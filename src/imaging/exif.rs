//! Minimal EXIF orientation reader for JPEG files.
//!
//! Extracts a single field: the Orientation tag (`0x0112`) from the APP1
//! `Exif` segment's TIFF IFD0. Cameras store pixels sensor-side-up and record
//! the intended display rotation here; the encoder bakes that rotation into
//! the pixels before resizing so variants never depend on viewer-side EXIF
//! handling.
//!
//! Zero external dependencies — pure Rust, segment walker plus a tiny TIFF
//! IFD scan. Any parse failure means "display as stored", never an error.

use image::DynamicImage;

/// EXIF orientation values 1-8. `Upright` covers value 1 and every
/// missing/unreadable case.
#[derive(Debug, Clone, Copy, PartialEq, Eq, Default)]
pub enum Orientation {
    #[default]
    Upright,
    FlipHorizontal,
    Rotate180,
    FlipVertical,
    Transpose,
    Rotate90,
    Transverse,
    Rotate270,
}

impl Orientation {
    fn from_exif_value(value: u16) -> Self {
        match value {
            2 => Self::FlipHorizontal,
            3 => Self::Rotate180,
            4 => Self::FlipVertical,
            5 => Self::Transpose,
            6 => Self::Rotate90,
            7 => Self::Transverse,
            8 => Self::Rotate270,
            _ => Self::Upright,
        }
    }

    /// Whether applying this orientation swaps width and height.
    pub fn swaps_dimensions(self) -> bool {
        matches!(
            self,
            Self::Transpose | Self::Rotate90 | Self::Transverse | Self::Rotate270
        )
    }
}

/// Read the orientation from raw file bytes.
///
/// Only JPEG carries EXIF in this pipeline; PNG and anything unparseable
/// report `Upright`.
pub fn read_orientation(bytes: &[u8]) -> Orientation {
    find_exif_tiff(bytes)
        .and_then(orientation_from_tiff)
        .map(Orientation::from_exif_value)
        .unwrap_or_default()
}

/// Bake an orientation into pixels so downstream resizes see upright data.
pub fn apply_orientation(img: DynamicImage, orientation: Orientation) -> DynamicImage {
    match orientation {
        Orientation::Upright => img,
        Orientation::FlipHorizontal => img.fliph(),
        Orientation::Rotate180 => img.rotate180(),
        Orientation::FlipVertical => img.flipv(),
        Orientation::Transpose => img.rotate90().fliph(),
        Orientation::Rotate90 => img.rotate90(),
        Orientation::Transverse => img.rotate270().fliph(),
        Orientation::Rotate270 => img.rotate270(),
    }
}

const EXIF_HEADER: &[u8] = b"Exif\0\0";

/// Walk JPEG segments to the APP1 Exif payload (the embedded TIFF block).
fn find_exif_tiff(data: &[u8]) -> Option<&[u8]> {
    // SOI marker
    if data.len() < 4 || data[0] != 0xFF || data[1] != 0xD8 {
        return None;
    }

    let mut pos = 2;
    while pos + 4 <= data.len() {
        if data[pos] != 0xFF {
            return None;
        }
        let marker = data[pos + 1];

        // SOS (image data) or EOI — EXIF must precede both
        if marker == 0xDA || marker == 0xD9 {
            return None;
        }
        // Standalone markers carry no length field
        if marker == 0x01 || (0xD0..=0xD7).contains(&marker) {
            pos += 2;
            continue;
        }

        let len = u16::from_be_bytes([data[pos + 2], data[pos + 3]]) as usize;
        if len < 2 || pos + 2 + len > data.len() {
            return None;
        }
        let segment = &data[pos + 4..pos + 2 + len];

        if marker == 0xE1
            && let Some(tiff) = segment.strip_prefix(EXIF_HEADER)
        {
            return Some(tiff);
        }

        pos += 2 + len;
    }
    None
}

/// Scan TIFF IFD0 for the Orientation tag and return its SHORT value.
fn orientation_from_tiff(tiff: &[u8]) -> Option<u16> {
    if tiff.len() < 8 {
        return None;
    }

    let big_endian = match &tiff[0..2] {
        b"MM" => true,
        b"II" => false,
        _ => return None,
    };

    let read_u16 = |offset: usize| -> Option<u16> {
        let bytes: [u8; 2] = tiff.get(offset..offset + 2)?.try_into().ok()?;
        Some(if big_endian {
            u16::from_be_bytes(bytes)
        } else {
            u16::from_le_bytes(bytes)
        })
    };
    let read_u32 = |offset: usize| -> Option<u32> {
        let bytes: [u8; 4] = tiff.get(offset..offset + 4)?.try_into().ok()?;
        Some(if big_endian {
            u32::from_be_bytes(bytes)
        } else {
            u32::from_le_bytes(bytes)
        })
    };

    if read_u16(2)? != 42 {
        return None;
    }

    let ifd = read_u32(4)? as usize;
    let entry_count = read_u16(ifd)? as usize;

    for i in 0..entry_count {
        // Each entry: tag (2) + type (2) + count (4) + value field (4)
        let entry = ifd + 2 + i * 12;
        if read_u16(entry)? == 0x0112 {
            // SHORT values sit left-justified in the value field
            return read_u16(entry + 8);
        }
    }
    None
}
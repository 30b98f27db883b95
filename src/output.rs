//! CLI output formatting for the build pipeline.
//!
//! Each surface has a `format_*` function (returns strings) for testability
//! and a `print_*` wrapper that writes to stdout. Format functions are pure —
//! no I/O, no side effects.
//!
//! ```text
//! assets/images/hero.jpg -> 5 responsive size(s)
//! assets/images/pics/tile.png -> 2 responsive size(s)
//! Processed 2 file(s).
//! Manifest written: assets/images/optimized/manifest.json
//! Cache: 24 cached, 6 encoded (30 total)
//! ```

use crate::cache::CacheStats;
use crate::scan::SourceAsset;
use std::path::Path;

/// One line per processed asset: its manifest key and variant-set size.
pub fn format_asset_line(key: &str, size_count: usize) -> String {
    format!("{} -> {} responsive size(s)", key, size_count)
}

pub fn print_asset_line(key: &str, size_count: usize) {
    println!("{}", format_asset_line(key, size_count));
}

/// End-of-build summary.
pub fn format_build_summary(
    processed: usize,
    manifest_path: &Path,
    cache_stats: &CacheStats,
) -> Vec<String> {
    vec![
        format!("Processed {} file(s).", processed),
        format!("Manifest written: {}", manifest_path.display()),
        format!("Cache: {}", cache_stats),
    ]
}

pub fn print_build_summary(processed: usize, manifest_path: &Path, cache_stats: &CacheStats) {
    for line in format_build_summary(processed, manifest_path, cache_stats) {
        println!("{}", line);
    }
}

/// `check` output: every discovered asset with its dimensions, then a count.
pub fn format_check_output(assets: &[SourceAsset]) -> Vec<String> {
    let mut lines: Vec<String> = assets
        .iter()
        .map(|asset| format!("{} ({}x{})", asset.rel, asset.width, asset.height))
        .collect();
    lines.push(format!("{} source image(s)", assets.len()));
    lines
}

pub fn print_check_output(assets: &[SourceAsset]) {
    for line in format_check_output(assets) {
        println!("{}", line);
    }
}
################
▶ **Problem statement**
Each line from the top of the records through the one with "sensor-side-up and record" should be returned exactly. Leave out everything else.

▶ **Answer area**
filename src/imaging/exif.rs
//! Minimal EXIF orientation reader for JPEG files.
//!
//! Extracts a single field: the Orientation tag (`0x0112`) from the APP1
//! `Exif` segment's TIFF IFD0. Cameras store pixels sensor-side-up and record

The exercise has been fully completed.